Tuesday, June 8, 2010

Sarah Polley Puts A “Splice” In Hollywood Career

A few years ago, actress Sarah Polley became a bonafide filmmaker, walking Oscars’ red carpet with her 2006 directing debut “Away From Her,” which earned her a best adapted screenplay nomination.

With that kind of success, one might think the former child star, now 31 years-old, would give up life in front of the camera and take a permanent seat in a director’s chair, but Polley has a mind of her own. She wants both.
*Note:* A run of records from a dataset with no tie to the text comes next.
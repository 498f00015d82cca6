use std::{
    num::NonZeroUsize,
    sync::{
        Arc,
        atomic::{AtomicBool, Ordering},
    },
    time::Instant,
};

use serde_json::{Value, json};
use store::{PlacementStore, RegistryLockMode, StoreConfig};

#[derive(Debug, Clone)]
struct Config {
    readers: usize,
    lookups_per_reader: usize,
    locations: usize,
    records: usize,
    cache_capacity: usize,
    replace_every_ms: u64,
}

impl Default for Config {
    fn default() -> Self {
        Self {
            readers: 8,
            lookups_per_reader: 50_000,
            locations: 256,
            records: 4_096,
            cache_capacity: 128,
            replace_every_ms: 5,
        }
    }
}

#[derive(Debug, Clone)]
struct RunSummary {
    lock_mode: RegistryLockMode,
    elapsed_seconds: f64,
    lookups: usize,
    replaces: usize,
    hit_rate_pct: f64,
    stale_inserts_skipped: u64,
    latencies_us: Vec<f64>,
}

fn main() {
    let config = match parse_args(std::env::args().skip(1)) {
        Ok(config) => config,
        Err(message) => {
            eprintln!("{message}");
            std::process::exit(2);
        }
    };

    println!("Placement store contention benchmark");
    println!("readers: {}", config.readers);
    println!("lookups_per_reader: {}", config.lookups_per_reader);
    println!("locations: {}", config.locations);
    println!("records: {}", config.records);
    println!("cache_capacity: {}", config.cache_capacity);
    println!("replace_every_ms: {}", config.replace_every_ms);

    for lock_mode in [RegistryLockMode::Exclusive, RegistryLockMode::SharedRead] {
        match run(&config, lock_mode) {
            Ok(summary) => print_summary(&summary),
            Err(err) => {
                eprintln!("benchmark failed for lock mode {}: {err}", lock_mode.as_str());
                std::process::exit(1);
            }
        }
    }
}

fn run(config: &Config, lock_mode: RegistryLockMode) -> Result<RunSummary, String> {
    let cache_capacity = NonZeroUsize::new(config.cache_capacity)
        .ok_or_else(|| "cache capacity must be greater than zero".to_string())?;
    let store = Arc::new(PlacementStore::new(StoreConfig {
        cache_capacity,
        lock_mode,
    }));
    store
        .replace_all(build_payload(config, 0))
        .map_err(|err| format!("initial ingest failed: {err}"))?;

    let done = AtomicBool::new(false);
    let started_at = Instant::now();
    let (replaces, mut latencies_us) = std::thread::scope(|scope| {
        let writer = scope.spawn(|| {
            let mut round = 1;
            while !done.load(Ordering::Relaxed) {
                if store.replace_all(build_payload(config, round)).is_ok() {
                    round += 1;
                }
                std::thread::sleep(std::time::Duration::from_millis(config.replace_every_ms));
            }
            round - 1
        });

        let readers: Vec<_> = (0..config.readers)
            .map(|reader_idx| {
                let store = Arc::clone(&store);
                scope.spawn(move || {
                    let mut latencies = Vec::with_capacity(config.lookups_per_reader);
                    for lookup_idx in 0..config.lookups_per_reader {
                        let location = pick_location(config, reader_idx, lookup_idx);
                        let lookup_started = Instant::now();
                        let _ = store.lookup(&location);
                        latencies.push(lookup_started.elapsed().as_secs_f64() * 1_000_000.0);
                    }
                    latencies
                })
            })
            .collect();

        let mut latencies = Vec::new();
        for reader in readers {
            latencies.extend(reader.join().unwrap_or_default());
        }
        done.store(true, Ordering::Relaxed);
        (writer.join().unwrap_or_default(), latencies)
    });
    let elapsed_seconds = started_at.elapsed().as_secs_f64();

    latencies_us.sort_by(|a, b| a.total_cmp(b));
    let stats = store.stats();
    let lookups = (stats.cache.hits + stats.cache.misses) as usize;
    if lookups == 0 {
        return Err("no lookups completed".to_string());
    }
    Ok(RunSummary {
        lock_mode,
        elapsed_seconds,
        lookups,
        replaces,
        hit_rate_pct: stats.cache.hits as f64 / lookups as f64 * 100.0,
        stale_inserts_skipped: stats.cache.stale_inserts_skipped,
        latencies_us,
    })
}

fn build_payload(config: &Config, round: usize) -> Value {
    Value::Array(
        (0..config.records)
            .map(|idx| {
                json!({
                    "location": format!("slot-{}", idx % config.locations.max(1)),
                    "id": idx,
                    "round": round,
                })
            })
            .collect(),
    )
}

// Skewed so a handful of locations dominate, like popular page regions.
fn pick_location(config: &Config, reader_idx: usize, lookup_idx: usize) -> String {
    let seed = reader_idx.wrapping_mul(7919).wrapping_add(lookup_idx);
    let slot = if seed % 10 < 8 {
        seed % 8
    } else {
        seed % config.locations.max(1)
    };
    format!("slot-{slot}")
}

fn print_summary(summary: &RunSummary) {
    println!("lock_mode: {}", summary.lock_mode.as_str());
    println!("  elapsed_seconds: {:.4}", summary.elapsed_seconds);
    println!("  lookups: {}", summary.lookups);
    println!("  replaces: {}", summary.replaces);
    println!(
        "  throughput_lookups_per_sec: {:.2}",
        summary.lookups as f64 / summary.elapsed_seconds.max(0.0001)
    );
    println!("  cache_hit_rate_pct: {:.2}", summary.hit_rate_pct);
    println!("  stale_inserts_skipped: {}", summary.stale_inserts_skipped);
    println!(
        "  latency_p50_us: {:.3}",
        percentile(&summary.latencies_us, 0.50)
    );
    println!(
        "  latency_p99_us: {:.3}",
        percentile(&summary.latencies_us, 0.99)
    );
}

fn percentile(sorted: &[f64], quantile: f64) -> f64 {
    if sorted.is_empty() {
        return 0.0;
    }
    let idx = (((sorted.len() - 1) as f64) * quantile).round() as usize;
    sorted[idx]
}

fn parse_args<I>(args: I) -> Result<Config, String>
where
    I: IntoIterator<Item = String>,
{
    let mut config = Config::default();
    let mut args = args.into_iter();
    while let Some(flag) = args.next() {
        let value = args
            .next()
            .ok_or_else(|| format!("missing value for {flag}"))?;
        let parsed = value
            .parse::<u64>()
            .map_err(|_| format!("invalid value for {flag}: {value}"))?;
        match flag.as_str() {
            "--readers" => config.readers = parsed.max(1) as usize,
            "--lookups-per-reader" => config.lookups_per_reader = parsed as usize,
            "--locations" => config.locations = parsed.max(1) as usize,
            "--records" => config.records = parsed as usize,
            "--cache-capacity" => config.cache_capacity = parsed as usize,
            "--replace-every-ms" => config.replace_every_ms = parsed,
            _ => return Err(format!("unknown flag: {flag}")),
        }
    }
    Ok(config)
}

#[cfg(test)]
mod tests {
    use super::*;

    #[test]
    fn parse_args_overrides_defaults() {
        let config = parse_args(
            ["--readers", "2", "--cache-capacity", "16"]
                .into_iter()
                .map(String::from),
        )
        .unwrap();
        assert_eq!(config.readers, 2);
        assert_eq!(config.cache_capacity, 16);
        assert_eq!(config.locations, 256);
    }

    #[test]
    fn parse_args_rejects_unknown_flag() {
        let err = parse_args(["--nope", "1"].into_iter().map(String::from)).unwrap_err();
        assert!(err.contains("unknown flag"));
    }

    #[test]
    fn run_completes_for_both_lock_modes() {
        let config = Config {
            readers: 2,
            lookups_per_reader: 200,
            locations: 16,
            records: 64,
            cache_capacity: 4,
            replace_every_ms: 1,
        };
        for lock_mode in [RegistryLockMode::Exclusive, RegistryLockMode::SharedRead] {
            let summary = run(&config, lock_mode).unwrap();
            assert_eq!(summary.lookups, 400);
            assert_eq!(summary.latencies_us.len(), 400);
        }
    }
}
Friday, she stars in sci-fi horror thriller “Splice,” portraying a scientist in a human engineering experiment run amok. It is her first major movie acting role since the success of low-budget Alzheimer’s drama “Away From Her.” And working on the film was a chance for Polley to take a break and follow someone else’s lead, she said, before returning to directing.

“It was great to abdicate control over everything,” she told Reuters in a recent interview.

In “Splice,” Polley takes the part of Elsa, who teams with another scientist, played by Adrien Brody, to splice human DNA and create a being that is both human and beast.

Dren possesses some human features but also has hoofs and a tail, and as the movie unfolds, 

Dren grows other appendages and shows abilities that inevitably lead to big trouble.

The scientists’ dream of creating a superhuman being, as represented by Dren, slowly becomes a nightmare and they have to either contain it or kill it.

“The film explores what would happen if science was totally unregulated and two people could go into a back room and do whatever they wanted,” Polley said. “Elsa is almost insane with her vision and ambition, and I’m not like that at all. To play someone who is driven like that was fascinating. She’s probably the most interesting character I have ever played as a woman.”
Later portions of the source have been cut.